Por la misma razón es necesario integrar a todas las instituciones, no importa si ofrecen servicios en un régimen de competencia. La ley debe incorporar previsiones para los contados casos en que los conocimientos de un funcionario sean determinantes para mantener la competitividad, pero, como es evidente, buena parte de los puestos de trabajo en en la mayoría de las empresas no tienen ese grado de especialización.

Los puestos genéricos de la Administración Pública deben tener un tratamiento igualitario no importa la institución donde se desempeñe el funcionario. Hoy, las diferencias entre una secretaria del Gobierno Central y una del Instituto Costarricense de Electricidad resultan ofensivas y es difícil imaginar la ventaja competitiva obtenida con las erogaciones adicionales.

Entre las propuestas planteadas, la iniciativa de la diputada liberacionista Silvia Hernández es la mejor por su aplicación inmediata con dos transitorios, uno para quienes ganan menos del salario global, que seguirán sumando pluses hasta alcanzar esa suma, y otro para quienes ganan más, cuyos salarios permanecerán inalterados mientras los alcanza la generalidad.
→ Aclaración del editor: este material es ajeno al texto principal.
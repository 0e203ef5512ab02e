//! ffmpeg stream-copy multiplexer.

use std::path::{Path, PathBuf};
use std::process::{Command, Stdio};

use super::{MergeError, Muxer};

/// Bytes of ffmpeg stderr kept in a `MergeFailed` error.
const STDERR_TAIL: usize = 4096;

#[derive(Debug, Clone)]
pub struct FfmpegMuxer {
    program: PathBuf,
}

impl Default for FfmpegMuxer {
    fn default() -> Self {
        Self::new("ffmpeg")
    }
}

impl FfmpegMuxer {
    pub fn new(program: impl Into<PathBuf>) -> Self {
        Self {
            program: program.into(),
        }
    }

    pub fn program(&self) -> &Path {
        &self.program
    }

    /// Runs `<program> -version` and returns the first line of its output.
    pub fn detect(&self) -> Result<String, MergeError> {
        let output = Command::new(&self.program)
            .arg("-version")
            .stdin(Stdio::null())
            .output()
            .map_err(MergeError::Spawn)?;
        if !output.status.success() {
            return Err(MergeError::MergeFailed {
                status: output.status.code(),
                stderr: tail(&output.stderr),
            });
        }
        let stdout = String::from_utf8_lossy(&output.stdout);
        Ok(stdout.lines().next().unwrap_or_default().trim().to_string())
    }
}

impl Muxer for FfmpegMuxer {
    fn mux(&self, video: &Path, audio: &Path, output: &Path) -> Result<(), MergeError> {
        tracing::debug!(
            program = %self.program.display(),
            video = %video.display(),
            audio = %audio.display(),
            output = %output.display(),
            "running multiplexer"
        );
        let result = Command::new(&self.program)
            .arg("-i")
            .arg(video)
            .arg("-i")
            .arg(audio)
            .args(["-c:v", "copy", "-c:a", "copy", "-y"])
            .arg(output)
            .stdin(Stdio::null())
            .stdout(Stdio::null())
            .stderr(Stdio::piped())
            .output()
            .map_err(MergeError::Spawn)?;

        if !result.status.success() {
            return Err(MergeError::MergeFailed {
                status: result.status.code(),
                stderr: tail(&result.stderr),
            });
        }
        Ok(())
    }
}

/// Last `STDERR_TAIL` bytes of `buf` as lossy UTF-8.
fn tail(buf: &[u8]) -> String {
    let start = buf.len().saturating_sub(STDERR_TAIL);
    String::from_utf8_lossy(&buf[start..]).trim().to_string()
}
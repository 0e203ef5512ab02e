//! Folding HEAD response header lines into a `HeadResult`.

use super::HeadResult;

impl HeadResult {
    /// Absorbs one raw header line. A status line (`HTTP/...`) starts a new
    /// response, so headers of a redirect hop never leak into the final one.
    pub(crate) fn absorb_line(&mut self, line: &str) {
        let line = line.trim();
        if line.starts_with("HTTP/") {
            *self = HeadResult::default();
            return;
        }
        let Some((name, value)) = line.split_once(':') else {
            return;
        };
        let value = value.trim();
        match name.trim().to_ascii_lowercase().as_str() {
            "content-length" => self.content_length = value.parse().ok(),
            "accept-ranges" => self.accept_ranges = value.eq_ignore_ascii_case("bytes"),
            "content-type" => self.content_type = Some(value.to_string()),
            _ => {}
        }
    }
}

#[cfg(test)]
mod tests {
    use super::*;

    fn absorb_all(lines: &[&str]) -> HeadResult {
        let mut r = HeadResult::default();
        for l in lines {
            r.absorb_line(l);
        }
        r
    }

    #[test]
    fn length_ranges_and_type() {
        let r = absorb_all(&[
            "HTTP/1.1 200 OK\r\n",
            "Content-Length: 12345\r\n",
            "Accept-Ranges: bytes\r\n",
            "Content-Type: video/mp4\r\n",
            "\r\n",
        ]);
        assert_eq!(r.content_length, Some(12345));
        assert_eq!(r.usable_length(), Some(12345));
        assert!(r.accept_ranges);
        assert_eq!(r.content_type.as_deref(), Some("video/mp4"));
    }

    #[test]
    fn redirect_hop_headers_discarded() {
        let r = absorb_all(&[
            "HTTP/1.1 302 Found",
            "Content-Length: 99",
            "Location: https://cdn.example/v.m4s",
            "HTTP/2 200",
            "accept-ranges: bytes",
        ]);
        assert_eq!(r.content_length, None);
        assert!(r.accept_ranges);
    }

    #[test]
    fn zero_length_is_not_usable() {
        let r = absorb_all(&["Content-Length: 0"]);
        assert_eq!(r.content_length, Some(0));
        assert_eq!(r.usable_length(), None);
    }

    #[test]
    fn garbage_length_and_ranges_none() {
        let r = absorb_all(&["content-length: lots", "Accept-Ranges: none"]);
        assert!(r.content_length.is_none());
        assert!(!r.accept_ranges);
    }
}
//! Media id extraction and quality labels.

use url::Url;

const BVID_PREFIX: &str = "BV";
const BVID_BODY_LEN: usize = 10;

fn is_bvid(s: &str) -> bool {
    s.len() == BVID_PREFIX.len() + BVID_BODY_LEN
        && s.starts_with(BVID_PREFIX)
        && s[BVID_PREFIX.len()..].chars().all(|c| c.is_ascii_alphanumeric())
}

/// First `BV` + 10 alphanumerics token in `s`, if any.
fn find_bvid(s: &str) -> Option<&str> {
    let want = BVID_PREFIX.len() + BVID_BODY_LEN;
    s.match_indices(BVID_PREFIX).find_map(|(i, _)| {
        let candidate = s.get(i..i + want)?;
        let boundary_ok = s[i + want..]
            .chars()
            .next()
            .map_or(true, |c| !c.is_ascii_alphanumeric());
        (is_bvid(candidate) && boundary_ok).then_some(candidate)
    })
}

/// Extract a video id from a bare id (`BV1xx411c7mD`) or a page URL
/// (`https://www.bilibili.com/video/BV1xx411c7mD/?p=2`).
pub fn extract_bvid(input: &str) -> Option<String> {
    let input = input.trim();
    if is_bvid(input) {
        return Some(input.to_string());
    }
    let url = Url::parse(input).ok()?;
    if let Some(segments) = url.path_segments() {
        for seg in segments {
            if is_bvid(seg) {
                return Some(seg.to_string());
            }
        }
    }
    url.query_pairs()
        .find(|(k, _)| k == "bvid")
        .and_then(|(_, v)| find_bvid(&v).map(str::to_string))
}

/// Page number from a `?p=N` query parameter, if present.
pub fn page_from_url(input: &str) -> Option<u32> {
    let url = Url::parse(input.trim()).ok()?;
    url.query_pairs()
        .find(|(k, _)| k == "p")
        .and_then(|(_, v)| v.parse().ok())
        .filter(|p| *p >= 1)
}

/// Human label for a video quality id.
pub fn quality_label(id: u32) -> Option<&'static str> {
    Some(match id {
        127 => "8K",
        120 => "4K",
        116 => "1080P60",
        112 => "1080P+",
        80 => "1080P",
        64 => "720P",
        32 => "480P",
        16 => "360P",
        _ => return None,
    })
}
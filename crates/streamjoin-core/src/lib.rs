//! streamjoin core: chunked ranged downloads of split audio/video streams,
//! reassembly, and ffmpeg stream-copy merging.

pub mod checksum;
pub mod config;
pub mod coordinator;
pub mod descriptor;
pub mod downloader;
pub mod fetch_head;
pub mod http;
pub mod logging;
pub mod merger;
pub mod pipeline;
pub mod planner;
pub mod resolver;
pub mod retry;
pub mod storage;
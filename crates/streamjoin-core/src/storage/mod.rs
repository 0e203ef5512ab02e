//! Disk I/O and temp file lifecycle.
//!
//! Each chunk streams into its own part file (`<dest>.part<N>`). Once every
//! chunk is done the parts are folded into a preallocated destination file in
//! ascending index order, and the parts are removed on every exit path.

mod assemble;
mod output;
mod part;

pub use assemble::assemble_parts;
pub use output::OutputFile;
pub use part::{part_path, remove_parts, remove_stray_parts, PartWriter};

/// Suffix between the destination name and the chunk index.
pub const PART_SUFFIX: &str = ".part";
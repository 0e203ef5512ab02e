//! SHA-256 of merged outputs: reporting, and checking against a digest the
//! caller already knows.

use std::fs::File;
use std::io::{self, BufReader, Read};
use std::path::Path;

use anyhow::{bail, Context, Result};
use sha2::{Digest, Sha256};

/// Lowercase hex SHA-256 of everything `reader` yields.
pub fn sha256_reader<R: Read>(mut reader: R) -> io::Result<String> {
    let mut hasher = Sha256::new();
    io::copy(&mut reader, &mut hasher)?;
    Ok(hex::encode(hasher.finalize()))
}

pub fn sha256_path(path: &Path) -> Result<String> {
    let file = File::open(path).with_context(|| format!("open {}", path.display()))?;
    sha256_reader(BufReader::with_capacity(256 * 1024, file))
        .with_context(|| format!("hash {}", path.display()))
}

/// Hashes `path` and fails unless it matches `expected` (hex, any case).
/// Returns the computed digest.
pub fn verify_sha256(path: &Path, expected: &str) -> Result<String> {
    let expected = expected.trim();
    if expected.len() != 64 || hex::decode(expected).is_err() {
        bail!("not a SHA-256 hex digest: {expected:?}");
    }
    let actual = sha256_path(path)?;
    if !actual.eq_ignore_ascii_case(expected) {
        bail!(
            "{}: SHA-256 mismatch (expected {}, got {})",
            path.display(),
            expected.to_ascii_lowercase(),
            actual
        );
    }
    Ok(actual)
}

#[cfg(test)]
mod tests {
    use super::*;

    const HELLO: &str = "5891b5b522d5df086d0ff0b110fbd9d21bb4fc7163af34d08286a2e846f6be03";

    #[test]
    fn digest_of_reader() {
        assert_eq!(sha256_reader(&b"hello\n"[..]).unwrap(), HELLO);
    }

    #[test]
    fn digest_spans_buffer_boundaries() {
        let data = vec![7u8; 600 * 1024];
        let dir = tempfile::tempdir().unwrap();
        let path = dir.path().join("clip.mp4");
        std::fs::write(&path, &data).unwrap();
        assert_eq!(sha256_path(&path).unwrap(), sha256_reader(&data[..]).unwrap());
    }

    #[test]
    fn verify_accepts_matching_digest_in_any_case() {
        let dir = tempfile::tempdir().unwrap();
        let path = dir.path().join("clip.mp4");
        std::fs::write(&path, b"hello\n").unwrap();
        assert_eq!(verify_sha256(&path, HELLO).unwrap(), HELLO);
        assert!(verify_sha256(&path, &HELLO.to_ascii_uppercase()).is_ok());
    }

    #[test]
    fn verify_rejects_mismatch_and_malformed_digest() {
        let dir = tempfile::tempdir().unwrap();
        let path = dir.path().join("clip.mp4");
        std::fs::write(&path, b"hello!\n").unwrap();
        let err = verify_sha256(&path, HELLO).unwrap_err();
        assert!(err.to_string().contains("mismatch"), "{err}");
        assert!(verify_sha256(&path, "abc").is_err());
        assert!(verify_sha256(&path, &"zz".repeat(32)).is_err());
    }

    #[test]
    fn missing_file_is_an_error() {
        let dir = tempfile::tempdir().unwrap();
        assert!(sha256_path(&dir.path().join("nope.mp4")).is_err());
    }
}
Pero la reforma necesaria también debe contemplar el ajuste del incosteable aparato estatal. El gobierno plantea la movilidad laboral de 7.000 funcionarios, y si no ofrece una reducción más grande es por temor a quedarse sin financiamiento para las indemnizaciones y premios. El rápido impacto de la movilidad es importante, pero miles de funcionarios dejan la nómina cada año por todas las razones imaginables, desde la jubilación hasta el aprovechamiento de una mejor oportunidad laboral. Si en lugar de reponerlos el Estado tuviera medios para reubicar empleados de instituciones sobrepobladas, obtendría una reducción de la planilla a bajo costo y con muy poca conflictividad.

Ese ajuste paulatino solo sería posible si existiera uniformidad salarial y de otras condiciones de empleo en todo el aparato estatal. En algunos casos, como la Fuerza Pública o la docencia, no hay reemplazos en otros rincones del Estado, pero con el paso del tiempo aparecen suficientes oportunidades.

La inclusión de los actuales funcionarios en el salario global no afectaría las remuneraciones existentes. No podría hacerlo sin incurrir en una ilegalidad. Ningún salario disminuirá, pero todos dejarán de crecer irracionalmente, como ha venido sucediendo merced a los pluses negociados a lo largo de décadas.

La Asamblea Legislativa, más que una oportunidad para poner orden en el empleo público, tiene la obligación de responder a una necesidad impuesta por las graves circunstancias fiscales del país. Entre los elementos de una propuesta equilibrada para el Fondo Monetario Internacional, una verdadera reforma del empleo público destacaría como promesa del buen uso de los nuevos ingresos cuya generación resultará también indispensable.

Hasta ahora, los pluses salariales garantizaron siempre el acelerado agotamiento de todo aumento en la recaudación. La transformación de las anualidades en el 2018 fue un significativo avance. El Congreso tiene ahora la oportunidad de completar el ajuste, sin parches y sin excepciones.